The ways of successful package goods marketers offer the pharmaceutical industry a lot. Above all, these companies strive to avoid relying on judgment. They try to keep from doing anything in the real world without first knowing what the result will be. Some pharmaceutical marketers relish judgment calls and waste a lot of money as a result.
Mass marketers spend a lot of time testing. They devote considerable effort to making sure they are testing the right things and using well-validated methods. One of the most respected companies took two years to experiment with different TV commercial testing methods before choosing a winner.
However, when it comes to marketing prescription drugs to doctors, market segmentation based on raw historical data is not cutting edge, even if it mimics the way P&G and Lever do things out of necessity. It is dumbing down the data.

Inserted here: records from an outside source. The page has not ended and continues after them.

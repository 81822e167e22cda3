use ndarray::Array2;

/// One outer-loop iteration of the h/K sweep.
#[derive(Debug, Clone, PartialEq)]
pub struct SweepPoint {
    pub spot_motion_amplitude: f64,
    /// h/K.
    pub ratio: f64,
    /// RV at the CCF minimum for each time step, in time order.
    pub rv_series: Vec<f64>,
    /// Periodogram power per frequency bin, ascending frequency.
    pub powers: Vec<f64>,
    /// Frequency of the strongest finite bin, if any.
    pub peak_frequency: Option<f64>,
}

/// Everything the renderer needs from a completed sweep.
#[derive(Debug, Clone, PartialEq)]
pub struct SweepResult {
    pub ratios: Vec<f64>,
    /// Shared ascending frequency grid.
    pub frequencies: Vec<f64>,
    /// `1 / frequencies`, same order (descending).
    pub periods: Vec<f64>,
    /// Indexed `[sweep step][frequency bin]`.
    pub powers: Array2<f64>,
    pub points: Vec<SweepPoint>,
}

impl SweepResult {
    pub fn sweep_len(&self) -> usize {
        self.ratios.len()
    }

    /// Period of the strongest peak for every sweep step; NaN where no peak was found.
    pub fn peak_periods(&self) -> Vec<f64> {
        self.points
            .iter()
            .map(|point| point.peak_frequency.map_or(f64::NAN, |f| 1.0 / f))
            .collect()
    }
}

#[cfg(test)]
mod tests {
    use super::*;

    fn point(ratio: f64, peak_frequency: Option<f64>) -> SweepPoint {
        SweepPoint {
            spot_motion_amplitude: 0.3 * ratio,
            ratio,
            rv_series: Vec::new(),
            powers: Vec::new(),
            peak_frequency,
        }
    }

    #[test]
    fn peak_periods_invert_step_peaks() {
        let result = SweepResult {
            ratios: vec![0.05, 0.1],
            frequencies: Vec::new(),
            periods: Vec::new(),
            powers: Array2::zeros((2, 0)),
            points: vec![point(0.05, Some(0.2)), point(0.1, None)],
        };
        let periods = result.peak_periods();
        assert_eq!(periods[0], 5.0);
        assert!(periods[1].is_nan());
        assert_eq!(result.sweep_len(), 2);
    }
}
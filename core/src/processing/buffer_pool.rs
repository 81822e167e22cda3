use crate::prelude::StageError;

/// Bounded pool of scratch profile buffers.
pub struct BufferPool {
    buffers: Vec<Vec<f64>>,
    max_capacity: usize,
    outstanding: usize,
}

impl BufferPool {
    pub fn with_capacity(max_capacity: usize) -> Self {
        Self {
            buffers: Vec::with_capacity(max_capacity),
            max_capacity,
            outstanding: 0,
        }
    }

    /// Hands out a zeroed buffer, reusing a released one when available.
    pub fn checkout(&mut self, length: usize) -> Result<Vec<f64>, StageError> {
        let buffer = if let Some(mut buffer) = self.buffers.pop() {
            buffer.resize(length, 0.0);
            buffer
        } else if self.outstanding < self.max_capacity {
            vec![0.0; length]
        } else {
            return Err(StageError::BufferExhaustion(format!(
                "all {} buffers checked out",
                self.max_capacity
            )));
        };
        self.outstanding += 1;
        Ok(buffer)
    }

    /// Returns a buffer back to the pool for reuse.
    pub fn release(&mut self, mut buffer: Vec<f64>) {
        buffer.clear();
        self.outstanding = self.outstanding.saturating_sub(1);
        if self.buffers.len() < self.max_capacity {
            self.buffers.push(buffer);
        }
    }

    pub fn reset(&mut self) {
        self.buffers.clear();
        self.outstanding = 0;
    }
}

#[cfg(test)]
mod tests {
    use super::*;

    #[test]
    fn checkout_fails_once_capacity_is_out() {
        let mut pool = BufferPool::with_capacity(1);
        let buffer = pool.checkout(8).unwrap();
        assert!(matches!(
            pool.checkout(8),
            Err(StageError::BufferExhaustion(_))
        ));
        pool.release(buffer);
        let reused = pool.checkout(4).unwrap();
        assert_eq!(reused, vec![0.0; 4]);
    }
}
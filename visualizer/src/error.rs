use std::path::PathBuf;

/// Errors that can occur while rendering a sweep.
#[derive(thiserror::Error, Debug)]
pub enum RenderError {
    #[error("sweep result has no {0} to draw")]
    EmptyResult(&'static str),
    #[error("invalid configuration: {0}")]
    InvalidConfig(String),
    #[error("drawing failed: {0}")]
    Drawing(String),
    #[error("invalid output path: {0:?}")]
    InvalidPath(PathBuf),
}

pub type RenderResult<T> = Result<T, RenderError>;
//! Numerical core of the stellar-spot / planet radial-velocity confusion study.
//!
//! A spotted stellar line is synthesized as a cross-correlation function at
//! every epoch, the RV of its minimum is tracked, and a Lomb-Scargle
//! periodogram of that RV series is computed for each spot-to-planet
//! amplitude ratio (h/K) in a sweep.

pub mod math;
pub mod model;
pub mod prelude;
pub mod processing;
pub mod telemetry;

pub use model::{SimulationParameters, SweepResult};
pub use prelude::{ProcessingStage, StageError, StageInput, StageOutput};
pub use processing::{run_sweep, SweepRunner};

S. Kent Stephan is the CEO at Princeton Brand Econometrics
SIDEBAR: What is Market Segmentation?
Market segmentation in-volves grouping individuals according to criteria that determines their placement into one or more categories that are believed to differentiate the potential to respond to promotion of a given brand. It is generally used to help allocate scarce promotional re-sources so as to achieve the greatest return on investment.
SIDEBAR #2: How Call Value Targeting Works
1 Builds accurate mathematical models to forecast how many incremental scripts each individual doctor will write in response to any number of details and samples over a defined period of time.
This is done for each promoted brand.
2 Validates the accuracy of the method used to build each brand’s models.
3 Integrates models for individual brands to find the most profitable sequence of brand details and amounts of samples on each potential sales call for each doctor.
4 Quantifies the expected value of each potential sales call in terms of sales or, better yet, gross profit.
5 Offers representatives instant access to this information to plan their activities with profit maximizing precision.